---------- Source records

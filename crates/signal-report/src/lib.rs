//! CSV rendering of a ranked result set.
//!
//! One run directory per invocation, holding the overall ranking, one file
//! per final signal and one file per indicator bucket. Every file is
//! written, header only when its bucket is empty.

use analysis_core::{stats, AnalysisResult, IndicatorBucket, ResultSet};
use std::fs;
use std::path::{Path, PathBuf};
use thiserror::Error;

pub mod labels;

const RESULT_HEADER: [&str; 20] = [
    "Symbol",
    "Final Signal",
    "Technical Signal",
    "Buy Points",
    "Sell Points",
    "Sentiment Score",
    "Buy Pressure",
    "Sell Pressure",
    "Net Pressure",
    "Close",
    "Short MA",
    "Long MA",
    "Bollinger Min",
    "Bollinger Mid",
    "Bollinger Max",
    "MACD",
    "MACD Signal",
    "MACD Histogram",
    "RSI",
    "Bars",
];

const SCORE_COLUMN: &str = "Score";

#[derive(Error, Debug)]
pub enum ReportError {
    #[error("Refusing to write an empty result set")]
    EmptyResultSet,

    #[error("CSV error: {0}")]
    Csv(#[from] csv::Error),

    #[error("I/O error: {0}")]
    Io(#[from] std::io::Error),
}

#[derive(Debug, Clone, Default)]
pub struct ReportOptions {
    /// Render signal labels in their short form (BY, SL, -, HOLD).
    pub abbreviate: bool,
}

pub struct ReportWriter {
    output_dir: PathBuf,
    options: ReportOptions,
}

impl ReportWriter {
    pub fn new(output_dir: impl Into<PathBuf>, options: ReportOptions) -> Self {
        Self {
            output_dir: output_dir.into(),
            options,
        }
    }

    /// Write the set into a fresh timestamped directory under the output
    /// directory and return that directory.
    pub fn write(&self, set: &ResultSet) -> Result<PathBuf, ReportError> {
        let run_dir = self
            .output_dir
            .join(set.generated_at.format("%Y-%m-%dT%H-%M-%S").to_string());
        self.write_to_dir(set, &run_dir)?;
        Ok(run_dir)
    }

    /// Write every report file into `dir`, creating it if needed.
    pub fn write_to_dir(&self, set: &ResultSet, dir: &Path) -> Result<Vec<PathBuf>, ReportError> {
        if set.is_empty() {
            return Err(ReportError::EmptyResultSet);
        }
        fs::create_dir_all(dir)?;

        let mut written = Vec::with_capacity(4 + set.indicator_buckets.len());
        for (name, results) in [
            ("overall", &set.overall),
            ("buy", &set.buy),
            ("sell", &set.sell),
            ("hold", &set.hold),
        ] {
            let path = dir.join(format!("{}.csv", name));
            self.write_results(&path, results)?;
            written.push(path);
        }

        for bucket in &set.indicator_buckets {
            let path = dir.join(format!("{}.csv", bucket.name()));
            self.write_bucket(&path, bucket)?;
            written.push(path);
        }

        tracing::info!(
            "Wrote {} report files for {} instruments to {}",
            written.len(),
            set.overall.len(),
            dir.display()
        );
        Ok(written)
    }

    fn write_results(&self, path: &Path, results: &[AnalysisResult]) -> Result<(), ReportError> {
        let mut writer = csv::Writer::from_path(path)?;
        writer.write_record(RESULT_HEADER)?;
        for result in results {
            writer.write_record(self.row(result))?;
        }
        writer.flush()?;
        Ok(())
    }

    fn write_bucket(&self, path: &Path, bucket: &IndicatorBucket) -> Result<(), ReportError> {
        let mut writer = csv::Writer::from_path(path)?;
        writer.write_record(RESULT_HEADER.iter().chain(std::iter::once(&SCORE_COLUMN)))?;
        for entry in &bucket.entries {
            let mut row = self.row(&entry.result);
            row.push(decimal(entry.score));
            writer.write_record(row)?;
        }
        writer.flush()?;
        Ok(())
    }

    fn row(&self, r: &AnalysisResult) -> Vec<String> {
        let abbreviate = self.options.abbreviate;
        let ind = &r.indicators;
        vec![
            r.symbol.clone(),
            labels::final_signal(r.final_signal, abbreviate).to_string(),
            labels::technical_verdict(r.technical_verdict, abbreviate).to_string(),
            r.buy_points.to_string(),
            r.sell_points.to_string(),
            decimal(Some(r.sentiment_score)),
            whole(r.buy_pressure),
            whole(r.sell_pressure),
            whole(r.net_pressure),
            decimal(ind.close),
            decimal(ind.short_ma),
            decimal(ind.long_ma),
            decimal(ind.bollinger_lower),
            decimal(ind.bollinger_middle),
            decimal(ind.bollinger_upper),
            decimal(ind.macd),
            decimal(ind.macd_signal),
            decimal(ind.macd_histogram),
            decimal(ind.rsi),
            ind.bar_count.to_string(),
        ]
    }
}

/// Two decimals; missing or non-finite values are empty cells.
fn decimal(value: Option<f64>) -> String {
    match value.and_then(stats::finite) {
        Some(v) => {
            let rounded = stats::round_to(v, 2);
            // avoid "-0.00"
            let rounded = if rounded == 0.0 { 0.0 } else { rounded };
            format!("{:.2}", rounded)
        }
        None => String::new(),
    }
}

/// Integer part of a pressure value.
fn whole(value: f64) -> String {
    if value.is_finite() {
        format!("{}", value.trunc() as i64)
    } else {
        String::new()
    }
}
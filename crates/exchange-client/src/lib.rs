use analysis_core::{
    AnalysisError, Instrument, MarketDataSource, MarketStatus, NewsItem, PriceRecord,
};
use async_trait::async_trait;
use chrono::NaiveDate;
use reqwest::Client;
use serde::de::DeserializeOwned;
use serde::{Deserialize, Deserializer};
use std::time::Duration;
use thiserror::Error;

pub mod retry;
pub use retry::RetryPolicy;

pub const DEFAULT_BASE_URL: &str = "https://nepalstock.onrender.com";

/// Listed instruments carry this status when they trade.
const ACTIVE_STATUS: &str = "A";

#[derive(Error, Debug)]
pub enum ClientError {
    #[error("Request error: {0}")]
    Request(#[from] reqwest::Error),

    #[error("HTTP {status} from {url}")]
    Status { status: u16, url: String },

    #[error("Failed to decode {url}: {message}")]
    Decode { url: String, message: String },

    #[error("{url} unavailable after {attempts} attempts: {last_error}")]
    Unavailable {
        url: String,
        attempts: u32,
        last_error: String,
    },
}

impl From<ClientError> for AnalysisError {
    fn from(e: ClientError) -> Self {
        AnalysisError::DataUnavailable(e.to_string())
    }
}

#[derive(Debug, Clone)]
pub struct ExchangeClientConfig {
    pub base_url: String,
    pub timeout: Duration,
    /// Rows requested per history call.
    pub page_size: usize,
    pub retry: RetryPolicy,
}

impl Default for ExchangeClientConfig {
    fn default() -> Self {
        Self {
            base_url: DEFAULT_BASE_URL.to_string(),
            timeout: Duration::from_secs(30),
            page_size: 500,
            retry: RetryPolicy::default(),
        }
    }
}

/// REST client for the exchange data service.
#[derive(Clone)]
pub struct ExchangeClient {
    client: Client,
    base_url: String,
    page_size: usize,
    retry: RetryPolicy,
}

impl ExchangeClient {
    pub fn new(config: ExchangeClientConfig) -> Result<Self, ClientError> {
        let client = Client::builder().timeout(config.timeout).build()?;

        Ok(Self {
            client,
            base_url: config.base_url.trim_end_matches('/').to_string(),
            page_size: config.page_size.max(1),
            retry: config.retry,
        })
    }

    pub fn base_url(&self) -> &str {
        &self.base_url
    }

    /// GET a JSON document, retrying transport failures, 429 and 5xx
    /// responses according to the retry policy.
    async fn get_json<T: DeserializeOwned>(
        &self,
        path: &str,
        query: &[(&str, String)],
    ) -> Result<T, ClientError> {
        let url = format!("{}{}", self.base_url, path);
        let attempts = self.retry.attempts();
        let mut last_error = String::new();

        for attempt in 1..=attempts {
            if attempt > 1 {
                let delay = self.retry.delay_for(attempt - 1);
                tracing::debug!(
                    "Retrying {} in {:.1}s (attempt {}/{}): {}",
                    url,
                    delay.as_secs_f64(),
                    attempt,
                    attempts,
                    last_error
                );
                tokio::time::sleep(delay).await;
            }

            let response = match self.client.get(&url).query(query).send().await {
                Ok(resp) => resp,
                Err(e) if e.is_builder() => return Err(ClientError::Request(e)),
                Err(e) => {
                    last_error = format!("request error: {}", e);
                    continue;
                }
            };

            let status = response.status();
            if status.is_success() {
                let body = match response.text().await {
                    Ok(body) => body,
                    Err(e) => {
                        last_error = format!("body error: {}", e);
                        continue;
                    }
                };
                return serde_json::from_str(&body).map_err(|e| ClientError::Decode {
                    url: url.clone(),
                    message: e.to_string(),
                });
            }

            if RetryPolicy::is_retryable(status) {
                last_error = format!("HTTP {}", status);
                continue;
            }

            return Err(ClientError::Status {
                status: status.as_u16(),
                url,
            });
        }

        tracing::warn!("{} unavailable after {} attempts: {}", url, attempts, last_error);
        Err(ClientError::Unavailable {
            url,
            attempts,
            last_error,
        })
    }

    pub async fn is_market_open(&self) -> Result<bool, ClientError> {
        let response: MarketOpenResponse = self.get_json("/nepse-data/market-open", &[]).await?;
        Ok(response.is_open())
    }

    /// Index summary, passed through untouched.
    pub async fn market_index(&self) -> Result<serde_json::Value, ClientError> {
        self.get_json("/nepse-index", &[]).await
    }

    /// Every non-delisted security, active or not.
    pub async fn securities(&self) -> Result<Vec<Instrument>, ClientError> {
        let entries: Vec<SecurityEntry> = self
            .get_json("/security", &[("nonDelisted", "true".to_string())])
            .await?;
        Ok(entries.into_iter().filter_map(SecurityEntry::into_instrument).collect())
    }

    pub async fn history(
        &self,
        security_id: i64,
        from: NaiveDate,
        to: NaiveDate,
    ) -> Result<Vec<PriceRecord>, ClientError> {
        let query = [
            ("startDate", from.format("%Y-%m-%d").to_string()),
            ("endDate", to.format("%Y-%m-%d").to_string()),
            ("size", self.page_size.to_string()),
        ];
        let page: HistoryPage = self
            .get_json(&format!("/market/history/security/{}", security_id), &query)
            .await?;
        Ok(page.content.into_iter().map(HistoryEntry::into_record).collect())
    }

    pub async fn company_news(&self) -> Result<Vec<NewsItem>, ClientError> {
        let response: DisclosureResponse = self.get_json("/news/companies/disclosure", &[]).await?;
        Ok(response
            .company_news
            .into_iter()
            .filter_map(DisclosureEntry::into_news_item)
            .collect())
    }
}

#[async_trait]
impl MarketDataSource for ExchangeClient {
    async fn market_status(&self) -> Result<MarketStatus, AnalysisError> {
        let is_open = self.is_market_open().await?;
        let index = match self.market_index().await {
            Ok(index) => Some(index),
            Err(e) => {
                tracing::warn!("Market index unavailable: {}", e);
                None
            }
        };
        Ok(MarketStatus { is_open, index })
    }

    async fn list_instruments(&self) -> Result<Vec<Instrument>, AnalysisError> {
        let all = self.securities().await?;
        let total = all.len();
        let active: Vec<Instrument> = all.into_iter().filter(|i| i.active).collect();
        tracing::info!("Roster: {} active of {} listed securities", active.len(), total);
        Ok(active)
    }

    async fn price_history(
        &self,
        instrument: &Instrument,
        from: NaiveDate,
        to: NaiveDate,
    ) -> Result<Vec<PriceRecord>, AnalysisError> {
        self.history(instrument.id, from, to)
            .await
            .map_err(|e| AnalysisError::DataUnavailable(format!("{}: {}", instrument.symbol, e)))
    }

    async fn news(&self) -> Result<Vec<NewsItem>, AnalysisError> {
        Ok(self.company_news().await?)
    }
}

// Response structures

#[derive(Debug, Deserialize)]
#[serde(rename_all = "camelCase")]
struct MarketOpenResponse {
    #[serde(default)]
    is_open: serde_json::Value,
}

impl MarketOpenResponse {
    /// The service has reported this flag as a bool, a number and as text
    /// such as "OPEN" / "CLOSE".
    fn is_open(&self) -> bool {
        match &self.is_open {
            serde_json::Value::Bool(b) => *b,
            serde_json::Value::Number(n) => n.as_f64().is_some_and(|v| v != 0.0),
            serde_json::Value::String(s) => {
                let s = s.trim();
                s.eq_ignore_ascii_case("open") || s.eq_ignore_ascii_case("true")
            }
            _ => false,
        }
    }
}

#[derive(Debug, Deserialize)]
#[serde(rename_all = "camelCase")]
struct SecurityEntry {
    id: i64,
    #[serde(default)]
    symbol: Option<String>,
    #[serde(default)]
    security_name: Option<String>,
    #[serde(default)]
    active_status: Option<String>,
}

impl SecurityEntry {
    fn into_instrument(self) -> Option<Instrument> {
        let symbol = self.symbol?.trim().to_string();
        if symbol.is_empty() {
            return None;
        }
        Some(Instrument {
            id: self.id,
            symbol,
            name: self.security_name,
            active: self.active_status.as_deref() == Some(ACTIVE_STATUS),
        })
    }
}

#[derive(Debug, Deserialize)]
struct HistoryPage {
    #[serde(default)]
    content: Vec<HistoryEntry>,
}

#[derive(Debug, Deserialize)]
#[serde(rename_all = "camelCase")]
struct HistoryEntry {
    #[serde(default)]
    business_date: Option<String>,
    #[serde(default, deserialize_with = "lenient_number")]
    close_price: Option<f64>,
    #[serde(default, deserialize_with = "lenient_number")]
    total_traded_quantity: Option<f64>,
}

impl HistoryEntry {
    fn into_record(self) -> PriceRecord {
        PriceRecord {
            business_date: self.business_date.unwrap_or_default(),
            close_price: self.close_price,
            total_traded_quantity: self.total_traded_quantity,
        }
    }
}

#[derive(Debug, Deserialize)]
#[serde(rename_all = "camelCase")]
struct DisclosureResponse {
    #[serde(default)]
    company_news: Vec<DisclosureEntry>,
}

#[derive(Debug, Deserialize)]
#[serde(rename_all = "camelCase")]
struct DisclosureEntry {
    #[serde(default)]
    symbol: Option<String>,
    #[serde(default)]
    published_date: Option<String>,
    #[serde(default)]
    news_headline: Option<String>,
    #[serde(default)]
    remarks: Option<String>,
}

impl DisclosureEntry {
    fn into_news_item(self) -> Option<NewsItem> {
        let symbol = self.symbol.filter(|s| !s.trim().is_empty())?;
        Some(NewsItem {
            symbol,
            published_date: self.published_date.unwrap_or_default(),
            headline: self.news_headline.unwrap_or_default(),
            remarks: self.remarks.unwrap_or_default(),
        })
    }
}

/// Accept numbers and numeric strings; anything else reads as missing.
fn lenient_number<'de, D>(deserializer: D) -> Result<Option<f64>, D::Error>
where
    D: Deserializer<'de>,
{
    let value = Option::<serde_json::Value>::deserialize(deserializer)?;
    Ok(value.and_then(|v| match v {
        serde_json::Value::Number(n) => n.as_f64(),
        serde_json::Value::String(s) => s.trim().replace(',', "").parse::<f64>().ok(),
        _ => None,
    }))
}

--------------------

* [Task item]: Output the listing verbatim through the "const SCORE_COLUMN: &str" line.

* [Task solution]:
filename crates/signal-report/src/lib.rs
//! CSV rendering of a ranked result set.
//!
//! One run directory per invocation, holding the overall ranking, one file
//! per final signal and one file per indicator bucket. Every file is
//! written, header only when its bucket is empty.

use analysis_core::{stats, AnalysisResult, IndicatorBucket, ResultSet};
use std::fs;
use std::path::{Path, PathBuf};
use thiserror::Error;

pub mod labels;

const RESULT_HEADER: [&str; 20] = [
    "Symbol",
    "Final Signal",
    "Technical Signal",
    "Buy Points",
    "Sell Points",
    "Sentiment Score",
    "Buy Pressure",
    "Sell Pressure",
    "Net Pressure",
    "Close",
    "Short MA",
    "Long MA",
    "Bollinger Min",
    "Bollinger Mid",
    "Bollinger Max",
    "MACD",
    "MACD Signal",
    "MACD Histogram",
    "RSI",
    "Bars",
];

const SCORE_COLUMN: &str = "Score";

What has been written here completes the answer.